I just told people that I was preregistered at xyz hospital.  And I am not a big liar (a horrible liar actually) so I could be truthful.  I was actually preregistered at xyz hospital in case of transfer.  People usually don't dig too much further than that.  They are usually asking as small talk anyways.  And there are hospital midwives so that generally doesn't raise any eyebrows either.  I just left the HB thing out of it unless I wanted to discuss it.

 

FYI.  I did have to transfer so preregistering was a huge help. 

post #27 of 30

Well, it might help to point out that in other countries, e.g. the UK midwifery care is the norm for a healthy pregnancy. You don't get to see an OB unless there is a problem. When I was pregnant  and planning a homebirth in the UK, I usually said that I would like to birth at home if all was well. (It was). I never had a negative reaction, people just said that I was brave:- . For me going into the hospital is hard, not birthing at home.

 

post #28 of 30
Quote:
Originally Posted by babymango View Post

I tend to just tell the truth. Yes, many people are ignorant about midwives and HBs, but how is lying about it going to help things? I keep my answers simple, but I figure the more moms talk about it, the more mainstream it will (eventually) become.


This exactly!

post #29 of 30
Quote:
Originally Posted by babymango View Post

I tend to just tell the truth.
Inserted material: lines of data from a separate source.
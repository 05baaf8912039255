//! Platform adapters.
//!
//! Each adapter implements one port from [`crate::agent::ports`] twice:
//! a real ESP-IDF backend behind `#[cfg(target_os = "espidf")]` and a
//! simulation backend for host builds and tests.

pub mod flash;
pub mod http;
pub mod nvs;
pub mod provisioning;

pub use flash::FlashAdapter;
pub use http::HttpAdapter;
pub use nvs::NvsAdapter;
Yes, many people are ignorant about midwives and HBs, but how is lying about it going to help things? I keep my answers simple, but I figure the more moms talk about it, the more mainstream it will (eventually) become.

 

Yeah that, but I did find that it is nice to pick and choose you want to have the conversation with.  It is just not worth it with some people.  Some people are just going to add to your stress level no matter what you tell them. 
 

post #30 of 30

Interesting question. I work FT.  Baby #1 was born in the hospital in Texas, but baby #2 was a planned home birth here in Wisconsin.  I kept pretty quiet about it because I didn't want to listen to a lot of nay-sayers and a lot of garbage here at work.  People say the silliest things, you know?  I didn't want anyone messing with my confidence.

 

Baby #2 ended up a hospital transfer and a C/S for breech positioning.  I was totally bummed and I didn't have to explain to the mainstream people at work (who practically expect every other birth to be a C/S).  It was nice not to have to talk about it very much.

 

Now, Baby #3 is coming in in January, and I am planning an HBAC.  This time I am totally out of the closet at work because I just don't give a crap what they think.  In fact, it's good for people to see other perspectives and feel uncomfortable, and be confronted with different viewpoints and different ideas.  Bottom line, it's not their body, not their business, and not their choice. I'm so glad to have found that the midwives I love will do primary HBAC now that nothing that some idiot says could bother me.

 

So, Momma, I've been there and felt both ways.  It depends on your comfort level.  It's good for the HB community for "regular folks" to see that educated, respected, thoughtful, compassionate members of the community disagree with the mechanized model of hospital birth... we probably change more minds than we know.  That said, it's your business.   Take care of yourself!  That's what this is all about.